Divertente di sicuro. Ma non necessariamente innocuo. Specie quando il successo fantacalcistico induce il tifoso ad applicare gli stessi modelli sulle dinamiche del rettangolo di gioco reale. Qui avviene qualcosa di perverso. Il fantacalcio, infatti, a differenza del calcio, è un gioco lineare, e in esso vale il principio di sovrapposizione degli effetti. Significa che se prendo un fantaelemento della mia fantasquadra che fa venti gol a stagione, e lo affianco ad un altro che ne fa altrettanti, il risultato sarà un semplicissimo e rotondissimo quaranta goal a fantacampionato. Questa è una caratteristica saliente di un sistema lineare o, se volete, un colpaccio fantacalcistico. Ma è anche completamente falso nel mondo reale, nel quale anzi può avvenire l’esatto contrario: due attaccanti prolifici possono sovrapporsi e il bottino finale essere minore della somma dei due, o si può andare incontro a complesse redistribuzioni di centri stagionali, come abbiamo avuto modo di vedere a Napoli passando da un attacco con un bomber di riferimento quale era Cavani ad un sistema in cui quattro giocatori possono andare a rete in un gioco, per l’appunto, piu’ complesso. La grande aberrazione cui i fantagiocatori vanno incontro sta nell’iniziare a considerare il fantacalcio un buon modello di approssimazione del calcio. L’impatto culturale può essere significativo, ed ha in effetti come conseguenza la famosa pretesa dell’acquisto del top-qualcosa (top-player, top-allenatore, top-direttoresportivo), per cui se ti servono dieci gol in più a stagione basta comprare un attaccante che li faccia, mentre se te ne servono dieci in meno subiti basta prendere un portiere con i parametri opportuni. Funziona nella fantasquadra, dovrà funzionare necessariamente in una squadra. Questo riduzionismo è molto più pericoloso di quanto si pensi, perché una volta che il tifoso è convinto della bontà del suo modello mentale, non riesce più a rinunciarvi. Sara la realtà a doversi adeguare. Ad ogni costo.

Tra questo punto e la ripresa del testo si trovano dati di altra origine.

//! Random-access local writer with resume support.
//!
//! [`FileSink::open`] decides where writing starts based on the
//! [`ExistsPolicy`] when the destination already has content:
//!
//! | Policy  | Destination           | Start offset                       |
//! |---------|-----------------------|------------------------------------|
//! | Resume  | unchanged             | requested offset, at most file len |
//! | Replace | unchanged (truncated) | 0                                  |
//! | Rename  | `name(N).ext`         | 0                                  |

use std::fmt;
use std::fs::{self, File, OpenOptions};
use std::io::{self, Seek, SeekFrom, Write};
use std::path::{Path, PathBuf};
use std::str::FromStr;

use serde::Serialize;
use thiserror::Error;

/// Result type for sink operations.
pub type SinkResult<T> = Result<T, SinkError>;

/// Errors raised by the local writer.
#[derive(Debug, Error)]
pub enum SinkError {
    /// Failed to create the destination's parent directory.
    #[error("failed to create directory {}: {source}", path.display())]
    CreateDir { path: PathBuf, source: io::Error },

    /// Failed to open or create the destination file.
    #[error("failed to open {}: {source}", path.display())]
    Open { path: PathBuf, source: io::Error },

    /// Failed to position the destination file.
    #[error("failed to seek {} to byte {offset}: {source}", path.display())]
    Seek {
        path: PathBuf,
        offset: u64,
        source: io::Error,
    },

    /// Failed to write to the destination file.
    #[error("failed to write {}: {source}", path.display())]
    Write { path: PathBuf, source: io::Error },

    /// Write attempted after `close`.
    #[error("{} is already closed", path.display())]
    Closed { path: PathBuf },
}

/// What to do when the destination already has content.
#[derive(Debug, Clone, Copy, PartialEq, Eq, Default, Serialize)]
#[serde(rename_all = "snake_case")]
pub enum ExistsPolicy {
    /// Keep the existing bytes and continue at the requested offset.
    #[default]
    Resume,
    /// Discard the existing file and start over.
    Replace,
    /// Leave the existing file alone and write to the first free sibling name.
    Rename,
}

impl ExistsPolicy {
    /// Name used in configuration files and on the command line.
    pub fn as_str(&self) -> &'static str {
        match self {
            ExistsPolicy::Resume => "resume",
            ExistsPolicy::Replace => "replace",
            ExistsPolicy::Rename => "rename",
        }
    }
}

impl fmt::Display for ExistsPolicy {
    fn fmt(&self, f: &mut fmt::Formatter<'_>) -> fmt::Result {
        f.write_str(self.as_str())
    }
}

impl FromStr for ExistsPolicy {
    type Err = String;

    fn from_str(s: &str) -> Result<Self, Self::Err> {
        match s.trim().to_lowercase().as_str() {
            "resume" => Ok(ExistsPolicy::Resume),
            "replace" => Ok(ExistsPolicy::Replace),
            "rename" => Ok(ExistsPolicy::Rename),
            other => Err(format!(
                "unknown exists policy '{}' (expected resume, replace or rename)",
                other
            )),
        }
    }
}

/// Length of an existing local file, 0 if it does not exist.
pub fn probe_length(path: &Path) -> u64 {
    fs::metadata(path)
        .ok()
        .filter(|m| m.is_file())
        .map(|m| m.len())
        .unwrap_or(0)
}

/// First sibling of `path` named `stem(N).ext` that does not exist yet.
///
/// The counter is inserted before the last `.` of the file name, or appended
/// when there is none.
pub fn disambiguate(path: &Path) -> PathBuf {
    let name = path
        .file_name()
        .map(|n| n.to_string_lossy().into_owned())
        .unwrap_or_default();
    let split = name.rfind('.').filter(|&i| i > 0).unwrap_or(name.len());
    let (stem, ext) = name.split_at(split);

    (1u32..)
        .map(|i| path.with_file_name(format!("{}({}){}", stem, i, ext)))
        .find(|candidate| !candidate.exists())
        .unwrap_or_else(|| path.to_path_buf())
}

/// Destination file opened for one run.
#[derive(Debug)]
pub struct FileSink {
    path: PathBuf,
    file: Option<File>,
    start_offset: u64,
    position: u64,
}

impl FileSink {
    /// Open `path` for writing at `start_offset`, applying `policy` if the
    /// file already exists.
    pub fn open(path: &Path, start_offset: u64, policy: ExistsPolicy) -> SinkResult<Self> {
        let exists = path.exists();
        let (path, start_offset) = match policy {
            _ if !exists => (path.to_path_buf(), 0),
            ExistsPolicy::Resume => (path.to_path_buf(), start_offset.min(probe_length(path))),
            ExistsPolicy::Replace => (path.to_path_buf(), 0),
            ExistsPolicy::Rename => (disambiguate(path), 0),
        };

        if let Some(parent) = path.parent().filter(|p| !p.as_os_str().is_empty()) {
            fs::create_dir_all(parent).map_err(|source| SinkError::CreateDir {
                path: parent.to_path_buf(),
                source,
            })?;
        }

        let mut file = OpenOptions::new()
            .write(true)
            .create(true)
            .truncate(false)
            .open(&path)
            .map_err(|source| SinkError::Open {
                path: path.clone(),
                source,
            })?;

        // Anything past the resume point was never counted as downloaded.
        file.set_len(start_offset)
            .and_then(|_| file.seek(SeekFrom::Start(start_offset)))
            .map_err(|source| SinkError::Seek {
                path: path.clone(),
                offset: start_offset,
                source,
            })?;

        Ok(Self {
            path,
            file: Some(file),
            start_offset,
            position: start_offset,
        })
    }

    /// Path actually being written (differs from the request under `Rename`).
    pub fn path(&self) -> &Path {
        &self.path
    }

    /// Offset writing started at.
    pub fn start_offset(&self) -> u64 {
        self.start_offset
    }

    /// Offset of the next write.
    pub fn position(&self) -> u64 {
        self.position
    }

    /// Append `bytes` at the current position.
    pub fn write(&mut self, bytes: &[u8]) -> SinkResult<()> {
        let file = self.file.as_mut().ok_or_else(|| SinkError::Closed {
            path: self.path.clone(),
        })?;
        file.write_all(bytes).map_err(|source| SinkError::Write {
            path: self.path.clone(),
            source,
        })?;
        self.position += bytes.len() as u64;
        Ok(())
    }

    /// Whether the file handle is still open.
    pub fn is_open(&self) -> bool {
        self.file.is_some()
    }

    /// Flush and release the file handle. Safe to call more than once.
    pub fn close(&mut self) {
        if let Some(mut file) = self.file.take() {
            if let Err(e) = file.flush() {
                tracing::warn!(path = %self.path.display(), error = %e, "Failed to flush download file");
            }
        }
    }
}

impl Drop for FileSink {
    fn drop(&mut self) {
        self.close();
    }
}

Infine, essendo esclusivamente dipendente dai risultati, il fantacalcio instilla l’idea che solo essi contino, che il tema centrale del gioco sia il giudizio insindacabile dettato da un voto, e che debba quindi esistere un obbligo morale a perseguire la vittoria – “devi vincere”. Quando questo cortocircuito si è completato, ed il risultato sale sul trono, nasce lo sprezzo della bellezza che è insita nella complessità del processo e nell’eleganza della sfida titanica di modellarlo nel vivo di un gioco.

Il fantacalcio non è l’origine del male del calcio. Ma il suo successo ne è un sintomo. Il potere seduttivo della semplificazione è molto potente. Nessuno di noi è completamente sordo al richiamo della soluzione ovvia e a portata di mano, del brivido di sentirsi primo in una fantaclassifica fatta su misura per le nostre illusioni – tutti noi siamo stati almeno una volta Pinocchio nel Campo dei Miracoli, a vegliare sulla pianta degli zecchini d’oro. Solo che, alla nostra età, si presume che il libro di Collodi lo si sia letto tutto.